Says Pete, now 64: “Over the years I’ve had loads of different day jobs. I even got sacked from some when it was discovered I was in a band. But I was never interested in any of these jobs or in a career in the accepted sense. Music is all I’ve ever wanted to do.” Born in Swindon in 1948, Pete was the first male of the family in eons not to head down the mines. Dad Harry swapped the coal pit for the soccer pitch and, after stints with Chesterfield and Derby, went west to play football for Swindon Town.

A near legendary figure, he later became club coach and served Town for an amazing 43 years in all, while wife Phyllis washed the first team kit at the family home. Inspired by scratchy second hand 45s, Pete’s interests lay elsewhere.

He managed to scrape out The Third Man Theme on his first guitar, a beaten-up £2 acoustic, and took lessons from Dorothy Sprittles, who sold records and gave tuition from her Faringdon Road shop. “She could play a guitar with one hand while rolling endless cigarettes with the other. She regularly set her jersey on fire. You’d see it smouldering,” he remembers.

With fellow Sprittles’ pupils, Pete, aged 12 or13, formed his first band, The Troubadours, mostly knocking out instrumentals by the Shadows, the Sputniks and Bert Weedon at venues including the Mechanics Institute.

Hank Marvin and co went out the window, however, when Pete heard a song called Smokestack Lightning by blues growler Howlin’ Wolf.

“When I eventually saw a picture of Howlin’ Wolf I knew there was another world out there.”

A string of bands followed – he can hardly recall their names – doing gigs at the likes of the somewhat unruly Alliance Club off Fleet Street. “That was the first time I’d ever seen women fight – I didn’t even know they fought until then.

“We were too young to drive so we’d take our gear on buses. Everyone knows where they were the day President Kennedy died. I was on a bus going to a gig in Gorse Hill.”

Last year saw the release of a compilation CD, Rare Mod Vol 4 on the Acid Jazz label, featuring Pete’s late Sixties group, Tomorrow’s Children.

He says: “We started off doing r’n’b, then became a mod band and then we were into the psychedelic stuff.”

A photo in the CD shows four members of Tomorrow’s Children posing in their finest ‘67 era psychedelic gear, while Pete – short hair, suit and tie – looks like the band’s accountant.

“I got the look from Captain Beefheart,” he says.
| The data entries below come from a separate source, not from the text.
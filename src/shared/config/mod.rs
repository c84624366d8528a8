//! Application configuration module
//!
//! Configuration comes from environment variables (after an optional `.env`
//! file has been loaded by the binary). Tests build it directly with
//! [`AppConfig::builder`].

use std::time::Duration;

use thiserror::Error;

pub const DEFAULT_PORT: u16 = 3000;
pub const DEFAULT_LOCK_TTL_SECS: u64 = 5 * 60;
pub const DEFAULT_TOKEN_TTL_SECS: u64 = 24 * 60 * 60;
pub const DEFAULT_FRONTEND_URL: &str = "http://localhost:4200";
pub const DEFAULT_BROADCAST_CAPACITY: usize = 1000;
pub const DEFAULT_BCRYPT_COST: u32 = 10;
pub const DEV_JWT_SECRET: &str = "contacthub-dev-secret-change-in-production";

/// Application configuration
#[derive(Debug, Clone)]
pub struct AppConfig {
    /// Port the HTTP server listens on
    pub server_port: u16,
    /// PostgreSQL URL; `None` selects the in-memory stores
    pub database_url: Option<String>,
    /// HMAC secret for signing session tokens
    pub jwt_secret: String,
    /// Session token lifetime
    pub token_ttl: Duration,
    /// How long an untouched record lock stays valid
    pub lock_ttl: Duration,
    /// Interval of the expired-lock reaper; `None` disables it
    pub lock_reaper_interval: Option<Duration>,
    /// Origin allowed by CORS
    pub frontend_url: String,
    /// Create the default `user1`/`user2` accounts at startup
    pub seed_default_users: bool,
    /// Buffered events per realtime subscriber before it lags
    pub broadcast_capacity: usize,
    /// bcrypt work factor for new password hashes
    pub bcrypt_cost: u32,
}

impl Default for AppConfig {
    fn default() -> Self {
        Self {
            server_port: DEFAULT_PORT,
            database_url: None,
            jwt_secret: DEV_JWT_SECRET.to_string(),
            token_ttl: Duration::from_secs(DEFAULT_TOKEN_TTL_SECS),
            lock_ttl: Duration::from_secs(DEFAULT_LOCK_TTL_SECS),
            lock_reaper_interval: None,
            frontend_url: DEFAULT_FRONTEND_URL.to_string(),
            seed_default_users: true,
            broadcast_capacity: DEFAULT_BROADCAST_CAPACITY,
            bcrypt_cost: DEFAULT_BCRYPT_COST,
        }
    }
}

impl AppConfig {
    /// Create a new AppConfigBuilder
    pub fn builder() -> AppConfigBuilder {
        AppConfigBuilder::default()
    }

    /// Load configuration from the process environment
    pub fn from_env() -> Result<Self, ConfigError> {
        Self::from_lookup(|key| std::env::var(key).ok())
    }

    /// Load configuration from an arbitrary key lookup
    pub fn from_lookup<F>(lookup: F) -> Result<Self, ConfigError>
    where
        F: Fn(&str) -> Option<String>,
    {
        let defaults = Self::default();
        let get = |key: &'static str| lookup(key).filter(|value| !value.trim().is_empty());

        let jwt_secret = match get("JWT_SECRET") {
            Some(secret) => secret,
            None => {
                tracing::warn!("[Config] JWT_SECRET not set, using the development secret");
                defaults.jwt_secret
            }
        };

        let reaper_secs = parse_or("LOCK_REAPER_INTERVAL_SECS", get("LOCK_REAPER_INTERVAL_SECS"), 0u64)?;

        let config = Self {
            server_port: parse_or("SERVER_PORT", get("SERVER_PORT"), defaults.server_port)?,
            database_url: get("DATABASE_URL"),
            jwt_secret,
            token_ttl: Duration::from_secs(parse_or(
                "JWT_EXPIRES_IN_SECS",
                get("JWT_EXPIRES_IN_SECS"),
                DEFAULT_TOKEN_TTL_SECS,
            )?),
            lock_ttl: Duration::from_secs(parse_or(
                "LOCK_TTL_SECS",
                get("LOCK_TTL_SECS"),
                DEFAULT_LOCK_TTL_SECS,
            )?),
            lock_reaper_interval: (reaper_secs > 0).then(|| Duration::from_secs(reaper_secs)),
            frontend_url: get("FRONTEND_URL").unwrap_or(defaults.frontend_url),
            seed_default_users: parse_or(
                "SEED_DEFAULT_USERS",
                get("SEED_DEFAULT_USERS"),
                defaults.seed_default_users,
            )?,
            broadcast_capacity: parse_or(
                "BROADCAST_CAPACITY",
                get("BROADCAST_CAPACITY"),
                defaults.broadcast_capacity,
            )?,
            bcrypt_cost: parse_or("BCRYPT_COST", get("BCRYPT_COST"), defaults.bcrypt_cost)?,
        };

        config.validate()?;
        Ok(config)
    }

    /// Validate the configuration
    pub fn validate(&self) -> Result<(), ConfigError> {
        if self.lock_ttl.is_zero() {
            return Err(ConfigError::InvalidValue {
                key: "LOCK_TTL_SECS",
                value: "0".to_string(),
            });
        }
        if self.broadcast_capacity == 0 {
            return Err(ConfigError::InvalidValue {
                key: "BROADCAST_CAPACITY",
                value: "0".to_string(),
            });
        }
        if self.jwt_secret.is_empty() {
            return Err(ConfigError::MissingValue("JWT_SECRET"));
        }
        Ok(())
    }
}

/// Builder for AppConfig
#[derive(Debug, Default)]
pub struct AppConfigBuilder {
    config: AppConfig,
}

impl AppConfigBuilder {
    pub fn server_port(mut self, port: u16) -> Self {
        self.config.server_port = port;
        self
    }

    pub fn database_url(mut self, url: impl Into<String>) -> Self {
        self.config.database_url = Some(url.into());
        self
    }

    pub fn jwt_secret(mut self, secret: impl Into<String>) -> Self {
        self.config.jwt_secret = secret.into();
        self
    }

    pub fn token_ttl(mut self, ttl: Duration) -> Self {
        self.config.token_ttl = ttl;
        self
    }

    pub fn lock_ttl(mut self, ttl: Duration) -> Self {
        self.config.lock_ttl = ttl;
        self
    }

    pub fn lock_reaper_interval(mut self, interval: Duration) -> Self {
        self.config.lock_reaper_interval = Some(interval);
        self
    }

    pub fn frontend_url(mut self, url: impl Into<String>) -> Self {
        self.config.frontend_url = url.into();
        self
    }

    pub fn seed_default_users(mut self, seed: bool) -> Self {
        self.config.seed_default_users = seed;
        self
    }

    pub fn broadcast_capacity(mut self, capacity: usize) -> Self {
        self.config.broadcast_capacity = capacity;
        self
    }

    pub fn bcrypt_cost(mut self, cost: u32) -> Self {
        self.config.bcrypt_cost = cost;
        self
    }

    /// Build the configuration
    pub fn build(self) -> Result<AppConfig, ConfigError> {
        self.config.validate()?;
        Ok(self.config)
    }
}

/// Configuration errors
#[derive(Debug, Error, PartialEq, Eq)]
pub enum ConfigError {
    #[error("invalid value for {key}: {value:?}")]
    InvalidValue { key: &'static str, value: String },
    #[error("missing value: {0}")]
    MissingValue(&'static str),
}

fn parse_or<T: std::str::FromStr>(
    key: &'static str,
    raw: Option<String>,
    default: T,
) -> Result<T, ConfigError> {
    match raw {
        Some(value) => value
            .trim()
            .parse()
            .map_err(|_| ConfigError::InvalidValue { key, value }),
        None => Ok(default),
    }
}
By this time he had switched from rhythm guitar to lead singer despite owning a smart electric red Futurama Mark III (“thirty guineas from Kempsters.”) Then he joined “a proper blues band,” Barley Mo. “I bought a suede fringed jacket and decided never to get my hair cut again.”

The Teenage Polecats, Swindon’s answer to American doo wop revivalists Sha Na Na, followed, with Pete playing bass. They recorded at Dave Edmunds’ legendary Rockfield Studio and toured with British rockabilly trailblazers Shakin’ Stevens and the Sunsets.

“We recorded a single My Baby’s Dead – a death disc with car crash noises, sobbing, the lot.” After a spell performing at festivals with the denim-clad Boys From Bendy Bow, Pete joined several Swindon musicians in Stadium Dogs, which recorded an album and a string of singles.

“John Peel liked us. He came to Ronnie Scott’s whenever we played there.,” says Pete.

Bizarrely, Stadium Dogs were flown to Sweden to record an album at Abba’s studio with local hero Magnus Uggla, whose Scandinavian take on Mott the Hoople was relished by Swedes.

While backing Uggla on a tour of packed 15,000-seat Swedish arenas, the Dogs were encouraged to act like badly behaved English punks: “Uggla loved the publicity – it made him seem a bit of a rebel.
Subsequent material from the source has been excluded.